Exact reproduction of the following data is required.

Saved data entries
_ _ _ _ _

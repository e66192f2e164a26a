// Copyright (c) Microsoft Corporation.
// Licensed under the MIT License.

use arbor::{Branch, Error};

// Validate that both halves of the exception policy are visible in the terminal: a value-less
// job failure reaches the fault sink, and a value-producing one is re-raised at the join.
fn main() {
    arbor::set_fault_sink(|source, detail| {
        println!("fault sink received from {source}: {detail}");
    });

    let branch = Branch::named("panicky", 1);

    branch
        .post(|| panic!("a fire-and-forget job failed"))
        .unwrap();

    let handle = branch.submit(|| -> u32 { panic!("a value-producing job failed") });
    match handle.join() {
        Err(Error::JobPanicked(message)) => println!("join re-raised: {message}"),
        other => println!("unexpected outcome: {other:?}"),
    }

    branch.wait_idle(None);
}
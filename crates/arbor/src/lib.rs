// Copyright (c) Microsoft Corporation.
// Licensed under the MIT License.

//! An embeddable task execution substrate for application processes that need a shared
//! background execution facility with priority differentiation, batched lightweight work, and
//! automatic pool sizing.
//!
//! Three components compose bottom-up:
//!
//! - [`Branch`]: a dynamic thread pool owning a dual-ended task queue and a set of worker
//!   threads, with normal, urgent, and sequential-batch submission.
//! - [`Supervisor`]: a periodic control loop that resizes supervised branches toward a
//!   configured worker band.
//! - [`Workspace`]: an owning container that assigns stable identifiers, dispatches jobs to
//!   the least-loaded branch, and enforces teardown order.
//!
//! ```
//! use arbor::{Branch, WaitOutcome};
//!
//! let branch = Branch::named("background", 2);
//!
//! let answer = branch.submit(|| 6 * 7);
//! branch.post(|| println!("fire and forget")).unwrap();
//!
//! assert_eq!(answer.join().unwrap(), 42);
//! assert_eq!(branch.wait_idle(None), WaitOutcome::Drained);
//! ```

// Public API surface.
mod branch;
mod error;
mod fault;
mod job;
mod supervisor;
mod workspace;

pub use branch::{Branch, BranchBuilder, WaitOutcome};
pub use error::{Error, Result};
pub use fault::set_fault_sink;
pub use job::{Job, JobHandle};
pub use supervisor::{DEFAULT_TICK, Supervisor};
pub use workspace::{BranchId, SupervisorId, Workspace};

// Internal to the crate but re-exported at crate root for reduced hassle.
mod constants;

pub(crate) use constants::ERR_POISONED_LOCK;
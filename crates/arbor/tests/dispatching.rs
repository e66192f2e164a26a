// Copyright (c) Microsoft Corporation.
// Licensed under the MIT License.

use std::sync::Arc;
use std::sync::atomic::{AtomicUsize, Ordering};
use std::thread;
use std::time::Duration;

use arbor::{Branch, Supervisor, WaitOutcome, Workspace};
use arbor_testing::execute_or_abandon;

#[test]
fn dispatch_balances_load_between_two_branches() {
    // Two single-worker branches under a stream of uniform brief jobs must split the work
    // roughly evenly - the depth comparison steers each job at the emptier branch.
    execute_or_abandon(|| {
        let mut workspace = Workspace::new();
        let counters = [
            Arc::new(AtomicUsize::new(0)),
            Arc::new(AtomicUsize::new(0)),
        ];

        workspace.attach_branch(Branch::named("left", 1));
        workspace.attach_branch(Branch::named("right", 1));

        // Each job identifies the branch that ran it by the worker thread's name prefix.
        for _ in 0..1000 {
            let left_counter = Arc::clone(&counters[0]);
            let right_counter = Arc::clone(&counters[1]);

            workspace
                .post(move || {
                    let on_left = thread::current()
                        .name()
                        .is_some_and(|name| name.starts_with("left"));
                    if on_left {
                        left_counter.fetch_add(1, Ordering::Relaxed);
                    } else {
                        right_counter.fetch_add(1, Ordering::Relaxed);
                    }

                    thread::sleep(Duration::from_millis(1));
                })
                .unwrap();
        }

        workspace.for_each_branch(|branch| {
            assert_eq!(branch.wait_idle(None), WaitOutcome::Drained);
        });

        let left_count = counters[0].load(Ordering::Relaxed);
        let right_count = counters[1].load(Ordering::Relaxed);
        assert_eq!(left_count + right_count, 1000);
        assert!(
            (400..=600).contains(&left_count),
            "lopsided split: {left_count} vs {right_count}"
        );
    })
    .unwrap();
}

#[test]
fn teardown_stops_supervisors_before_branches() {
    // A workspace owning a supervisor actively observing its branches must tear down
    // without hanging or panicking; the supervisor is stopped first by drop order.
    execute_or_abandon(|| {
        let mut workspace = Workspace::new();

        let branch_id = workspace.attach_branch(Branch::new(2));
        let supervisor = Supervisor::with_tick(1, 4, Duration::from_millis(10)).unwrap();
        supervisor.supervise(workspace.branch(branch_id).unwrap());
        workspace.attach_supervisor(supervisor);

        for _ in 0..50 {
            workspace
                .post(|| thread::sleep(Duration::from_millis(1)))
                .unwrap();
        }

        drop(workspace);
    })
    .unwrap();
}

_ _ _ _ _

■ WRITTEN REPLY
repository e66192f2e164a26a
// Copyright (c) Microsoft Corporation.
// Licensed under the MIT License.

use arbor::{Branch, Error};

// Validate that both halves of the exception policy are visible in the terminal: a value-less
// job failure reaches the fault sink, and a value-producing one is re-raised at the join.
fn main() {
    arbor::set_fault_sink(|source, detail| {
        println!("fault sink received from {source}: {detail}");
    });

    let branch = Branch::named("panicky", 1);

    branch
        .post(|| panic!("a fire-and-forget job failed"))
        .unwrap();

    let handle = branch.submit(|| -> u32 { panic!("a value-producing job failed") });
    match handle.join() {
        Err(Error::JobPanicked(message)) => println!("join re-raised: {message}"),
        other => println!("unexpected outcome: {other:?}"),
    }

    branch.wait_idle(None);
}
filename crates/arbor/src/lib.rs
// Copyright (c) Microsoft Corporation.
// Licensed under the MIT License.

//! An embeddable task execution substrate for application processes that need a shared
//! background execution facility with priority differentiation, batched lightweight work, and
//! automatic pool sizing.
//!
//! Three components compose bottom-up:
//!
//! - [`Branch`]: a dynamic thread pool owning a dual-ended task queue and a set of worker
//!   threads, with normal, urgent, and sequential-batch submission.
//! - [`Supervisor`]: a periodic control loop that resizes supervised branches toward a
//!   configured worker band.
//! - [`Workspace`]: an owning container that assigns stable identifiers, dispatches jobs to
//!   the least-loaded branch, and enforces teardown order.
//!
//! ```
//! use arbor::{Branch, WaitOutcome};
//!
//! let branch = Branch::named("background", 2);
//!
//! let answer = branch.submit(|| 6 * 7);
//! branch.post(|| println!("fire and forget")).unwrap();
//!
//! assert_eq!(answer.join().unwrap(), 42);
//! assert_eq!(branch.wait_idle(None), WaitOutcome::Drained);
//! ```

// Public API surface.
mod branch;
mod error;
mod fault;
mod job;
mod supervisor;
mod workspace;

pub use branch::{Branch, BranchBuilder, WaitOutcome};
pub use error::{Error, Result};
pub use fault::set_fault_sink;
pub use job::{Job, JobHandle};
pub use supervisor::{DEFAULT_TICK, Supervisor};
pub use workspace::{BranchId, SupervisorId, Workspace};

// Internal to the crate but re-exported at crate root for reduced hassle.
mod constants;

pub(crate) use constants::ERR_POISONED_LOCK;
filename crates/arbor/tests/dispatching.rs
repository e66192f2e164a26a
// Copyright (c) Microsoft Corporation.
// Licensed under the MIT License.

use std::sync::Arc;
use std::sync::atomic::{AtomicUsize, Ordering};
use std::thread;
use std::time::Duration;

use arbor::{Branch, Supervisor, WaitOutcome, Workspace};
use arbor_testing::execute_or_abandon;

#[test]
fn dispatch_balances_load_between_two_branches() {
    // Two single-worker branches under a stream of uniform brief jobs must split the work
    // roughly evenly - the depth comparison steers each job at the emptier branch.
    execute_or_abandon(|| {
        let mut workspace = Workspace::new();
        let counters = [
            Arc::new(AtomicUsize::new(0)),
            Arc::new(AtomicUsize::new(0)),
        ];

        workspace.attach_branch(Branch::named("left", 1));
        workspace.attach_branch(Branch::named("right", 1));

        // Each job identifies the branch that ran it by the worker thread's name prefix.
        for _ in 0..1000 {
            let left_counter = Arc::clone(&counters[0]);
            let right_counter = Arc::clone(&counters[1]);

            workspace
                .post(move || {
                    let on_left = thread::current()
                        .name()
                        .is_some_and(|name| name.starts_with("left"));
                    if on_left {
                        left_counter.fetch_add(1, Ordering::Relaxed);
                    } else {
                        right_counter.fetch_add(1, Ordering::Relaxed);
                    }

                    thread::sleep(Duration::from_millis(1));
                })
                .unwrap();
        }

        workspace.for_each_branch(|branch| {
            assert_eq!(branch.wait_idle(None), WaitOutcome::Drained);
        });

        let left_count = counters[0].load(Ordering::Relaxed);
        let right_count = counters[1].load(Ordering::Relaxed);
        assert_eq!(left_count + right_count, 1000);
        assert!(
            (400..=600).contains(&left_count),
            "lopsided split: {left_count} vs {right_count}"
        );
    })
    .unwrap();
}

#[test]
fn teardown_stops_supervisors_before_branches() {
    // A workspace owning a supervisor actively observing its branches must tear down
    // without hanging or panicking; the supervisor is stopped first by drop order.
    execute_or_abandon(|| {
        let mut workspace = Workspace::new();

        let branch_id = workspace.attach_branch(Branch::new(2));
        let supervisor = Supervisor::with_tick(1, 4, Duration::from_millis(10)).unwrap();
        supervisor.supervise(workspace.branch(branch_id).unwrap());
        workspace.attach_supervisor(supervisor);

        for _ in 0..50 {
            workspace
                .post(|| thread::sleep(Duration::from_millis(1)))
                .unwrap();
        }

        drop(workspace);
    })
    .unwrap();
}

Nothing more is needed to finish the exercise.